» YOUR OBJECTIVE:
Within the entries below, every line containing "WavePlanner" is to be copied.

» SOURCE RECORDS:
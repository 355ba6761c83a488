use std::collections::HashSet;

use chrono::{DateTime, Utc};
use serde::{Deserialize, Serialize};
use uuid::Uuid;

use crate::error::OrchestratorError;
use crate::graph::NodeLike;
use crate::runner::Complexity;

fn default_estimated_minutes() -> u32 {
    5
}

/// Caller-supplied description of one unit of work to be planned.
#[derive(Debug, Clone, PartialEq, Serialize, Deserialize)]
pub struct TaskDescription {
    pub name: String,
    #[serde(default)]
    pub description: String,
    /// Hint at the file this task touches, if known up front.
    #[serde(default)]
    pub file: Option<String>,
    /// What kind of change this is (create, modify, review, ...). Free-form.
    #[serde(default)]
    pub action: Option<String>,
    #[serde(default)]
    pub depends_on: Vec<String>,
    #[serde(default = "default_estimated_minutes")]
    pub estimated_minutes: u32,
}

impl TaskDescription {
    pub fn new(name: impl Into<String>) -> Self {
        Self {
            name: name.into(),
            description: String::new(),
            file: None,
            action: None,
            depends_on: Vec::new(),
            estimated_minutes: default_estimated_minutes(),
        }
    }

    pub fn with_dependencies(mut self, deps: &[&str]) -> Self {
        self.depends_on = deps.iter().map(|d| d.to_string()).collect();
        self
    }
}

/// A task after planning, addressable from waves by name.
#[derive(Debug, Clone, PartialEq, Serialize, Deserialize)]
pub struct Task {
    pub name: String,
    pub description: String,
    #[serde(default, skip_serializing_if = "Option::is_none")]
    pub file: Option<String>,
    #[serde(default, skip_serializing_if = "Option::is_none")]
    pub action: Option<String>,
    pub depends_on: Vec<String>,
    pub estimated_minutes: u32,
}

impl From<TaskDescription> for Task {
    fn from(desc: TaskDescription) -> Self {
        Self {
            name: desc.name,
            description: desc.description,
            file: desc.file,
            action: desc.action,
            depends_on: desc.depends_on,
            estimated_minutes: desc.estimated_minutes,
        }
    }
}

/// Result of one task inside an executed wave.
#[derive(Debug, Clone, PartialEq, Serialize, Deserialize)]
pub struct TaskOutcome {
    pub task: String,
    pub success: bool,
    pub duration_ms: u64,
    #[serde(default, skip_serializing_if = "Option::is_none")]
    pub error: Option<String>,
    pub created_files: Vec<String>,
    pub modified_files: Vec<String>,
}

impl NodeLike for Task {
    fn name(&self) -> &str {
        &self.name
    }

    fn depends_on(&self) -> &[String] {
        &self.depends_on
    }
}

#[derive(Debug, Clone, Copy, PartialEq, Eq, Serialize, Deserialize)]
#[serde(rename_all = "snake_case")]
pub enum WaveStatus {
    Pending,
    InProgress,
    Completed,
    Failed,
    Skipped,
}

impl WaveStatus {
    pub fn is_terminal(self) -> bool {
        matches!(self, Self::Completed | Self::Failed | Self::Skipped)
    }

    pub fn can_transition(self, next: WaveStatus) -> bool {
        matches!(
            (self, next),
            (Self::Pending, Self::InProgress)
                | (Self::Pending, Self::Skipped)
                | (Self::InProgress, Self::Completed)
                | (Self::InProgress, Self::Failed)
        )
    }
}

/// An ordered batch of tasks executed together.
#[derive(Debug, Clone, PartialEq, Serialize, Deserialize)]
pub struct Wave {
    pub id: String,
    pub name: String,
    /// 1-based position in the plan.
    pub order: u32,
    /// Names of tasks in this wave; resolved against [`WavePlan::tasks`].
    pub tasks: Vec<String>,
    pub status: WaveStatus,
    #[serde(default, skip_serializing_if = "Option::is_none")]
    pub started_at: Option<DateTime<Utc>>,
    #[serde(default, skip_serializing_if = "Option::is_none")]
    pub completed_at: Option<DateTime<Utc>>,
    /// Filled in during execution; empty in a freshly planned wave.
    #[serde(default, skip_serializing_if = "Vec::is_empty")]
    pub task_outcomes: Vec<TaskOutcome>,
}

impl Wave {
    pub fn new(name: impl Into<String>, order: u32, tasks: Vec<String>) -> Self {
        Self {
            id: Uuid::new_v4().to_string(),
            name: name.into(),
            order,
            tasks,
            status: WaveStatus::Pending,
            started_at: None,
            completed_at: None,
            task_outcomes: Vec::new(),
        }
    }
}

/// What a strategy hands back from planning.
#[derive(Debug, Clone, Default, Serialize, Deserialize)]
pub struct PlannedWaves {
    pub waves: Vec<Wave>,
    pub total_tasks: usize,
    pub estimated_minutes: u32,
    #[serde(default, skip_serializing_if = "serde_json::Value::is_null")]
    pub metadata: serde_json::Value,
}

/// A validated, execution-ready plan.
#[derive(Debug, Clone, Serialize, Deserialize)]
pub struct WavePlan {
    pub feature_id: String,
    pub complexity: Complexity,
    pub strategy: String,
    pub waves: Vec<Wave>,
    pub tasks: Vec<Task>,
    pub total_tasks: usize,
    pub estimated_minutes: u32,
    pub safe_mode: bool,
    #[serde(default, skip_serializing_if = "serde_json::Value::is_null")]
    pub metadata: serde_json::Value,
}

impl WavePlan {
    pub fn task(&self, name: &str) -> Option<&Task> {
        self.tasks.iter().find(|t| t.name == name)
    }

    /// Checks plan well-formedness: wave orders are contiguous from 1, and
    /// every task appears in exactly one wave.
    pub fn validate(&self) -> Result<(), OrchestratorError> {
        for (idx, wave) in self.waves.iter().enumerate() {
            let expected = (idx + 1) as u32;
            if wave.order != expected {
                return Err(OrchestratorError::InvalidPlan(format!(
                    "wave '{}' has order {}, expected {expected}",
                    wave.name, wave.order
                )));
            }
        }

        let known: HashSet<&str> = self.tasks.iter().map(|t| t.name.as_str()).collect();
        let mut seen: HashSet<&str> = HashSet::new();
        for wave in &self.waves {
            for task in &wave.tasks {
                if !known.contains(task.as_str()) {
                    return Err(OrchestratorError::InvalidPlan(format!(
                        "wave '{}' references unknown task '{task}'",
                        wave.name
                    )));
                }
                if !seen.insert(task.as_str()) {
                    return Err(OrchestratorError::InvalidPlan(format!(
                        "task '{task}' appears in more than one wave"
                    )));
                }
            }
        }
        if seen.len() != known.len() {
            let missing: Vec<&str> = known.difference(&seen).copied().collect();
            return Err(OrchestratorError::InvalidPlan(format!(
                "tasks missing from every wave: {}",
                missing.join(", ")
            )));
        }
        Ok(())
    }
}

* * *

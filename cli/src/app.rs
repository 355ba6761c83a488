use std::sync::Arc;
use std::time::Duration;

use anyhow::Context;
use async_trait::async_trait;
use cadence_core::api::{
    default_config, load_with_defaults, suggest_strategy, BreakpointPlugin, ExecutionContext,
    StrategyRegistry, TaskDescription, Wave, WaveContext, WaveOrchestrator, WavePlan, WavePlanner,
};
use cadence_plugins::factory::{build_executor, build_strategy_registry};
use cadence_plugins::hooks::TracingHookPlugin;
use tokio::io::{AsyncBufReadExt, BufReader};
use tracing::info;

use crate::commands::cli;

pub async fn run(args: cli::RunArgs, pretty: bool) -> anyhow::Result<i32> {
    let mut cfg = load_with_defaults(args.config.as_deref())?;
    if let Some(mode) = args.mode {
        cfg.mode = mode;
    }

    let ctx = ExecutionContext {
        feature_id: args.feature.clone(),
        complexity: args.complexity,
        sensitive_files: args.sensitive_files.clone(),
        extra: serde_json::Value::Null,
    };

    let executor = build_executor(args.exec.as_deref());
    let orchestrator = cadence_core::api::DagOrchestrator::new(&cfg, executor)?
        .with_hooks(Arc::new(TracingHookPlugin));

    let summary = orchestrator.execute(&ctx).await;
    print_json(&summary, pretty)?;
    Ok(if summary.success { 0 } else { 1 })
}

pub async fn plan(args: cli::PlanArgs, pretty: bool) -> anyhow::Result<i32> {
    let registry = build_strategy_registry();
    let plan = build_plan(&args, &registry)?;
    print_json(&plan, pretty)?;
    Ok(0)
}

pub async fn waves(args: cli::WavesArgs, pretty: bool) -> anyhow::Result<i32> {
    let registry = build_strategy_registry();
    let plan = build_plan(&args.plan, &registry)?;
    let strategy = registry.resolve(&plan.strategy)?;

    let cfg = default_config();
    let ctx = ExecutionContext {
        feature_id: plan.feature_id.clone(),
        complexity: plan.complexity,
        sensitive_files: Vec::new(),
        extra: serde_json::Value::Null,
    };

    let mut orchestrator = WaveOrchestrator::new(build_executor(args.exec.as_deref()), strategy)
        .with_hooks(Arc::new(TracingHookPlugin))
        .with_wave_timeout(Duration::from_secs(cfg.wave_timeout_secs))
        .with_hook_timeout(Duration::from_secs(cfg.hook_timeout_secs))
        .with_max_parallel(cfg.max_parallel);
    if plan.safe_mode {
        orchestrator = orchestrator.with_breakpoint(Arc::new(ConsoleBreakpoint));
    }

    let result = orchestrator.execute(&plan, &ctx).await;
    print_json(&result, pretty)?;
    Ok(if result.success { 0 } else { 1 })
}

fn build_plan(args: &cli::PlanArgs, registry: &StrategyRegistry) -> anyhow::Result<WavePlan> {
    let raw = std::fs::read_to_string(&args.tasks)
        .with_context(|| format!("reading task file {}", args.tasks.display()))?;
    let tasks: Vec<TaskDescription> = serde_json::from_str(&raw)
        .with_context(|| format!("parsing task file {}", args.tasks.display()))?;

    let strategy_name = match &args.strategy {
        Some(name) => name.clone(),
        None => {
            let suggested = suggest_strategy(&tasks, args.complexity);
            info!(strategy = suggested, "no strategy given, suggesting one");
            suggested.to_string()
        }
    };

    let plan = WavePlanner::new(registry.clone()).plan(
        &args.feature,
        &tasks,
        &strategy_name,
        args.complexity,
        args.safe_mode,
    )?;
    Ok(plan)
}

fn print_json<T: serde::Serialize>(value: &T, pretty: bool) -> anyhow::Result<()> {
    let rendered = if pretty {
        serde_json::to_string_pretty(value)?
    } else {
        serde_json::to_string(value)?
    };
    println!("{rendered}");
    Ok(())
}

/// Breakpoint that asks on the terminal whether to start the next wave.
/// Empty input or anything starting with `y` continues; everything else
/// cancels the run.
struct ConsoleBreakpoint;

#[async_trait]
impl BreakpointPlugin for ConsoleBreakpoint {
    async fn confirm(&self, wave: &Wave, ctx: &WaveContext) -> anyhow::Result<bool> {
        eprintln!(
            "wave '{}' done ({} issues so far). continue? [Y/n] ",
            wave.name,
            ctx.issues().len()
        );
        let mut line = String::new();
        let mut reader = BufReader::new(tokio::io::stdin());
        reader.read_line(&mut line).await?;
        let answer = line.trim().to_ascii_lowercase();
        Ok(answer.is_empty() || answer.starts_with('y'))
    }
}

» SOLUTION:
    StrategyRegistry, TaskDescription, Wave, WaveContext, WaveOrchestrator, WavePlan, WavePlanner,
    let plan = WavePlanner::new(registry.clone()).plan(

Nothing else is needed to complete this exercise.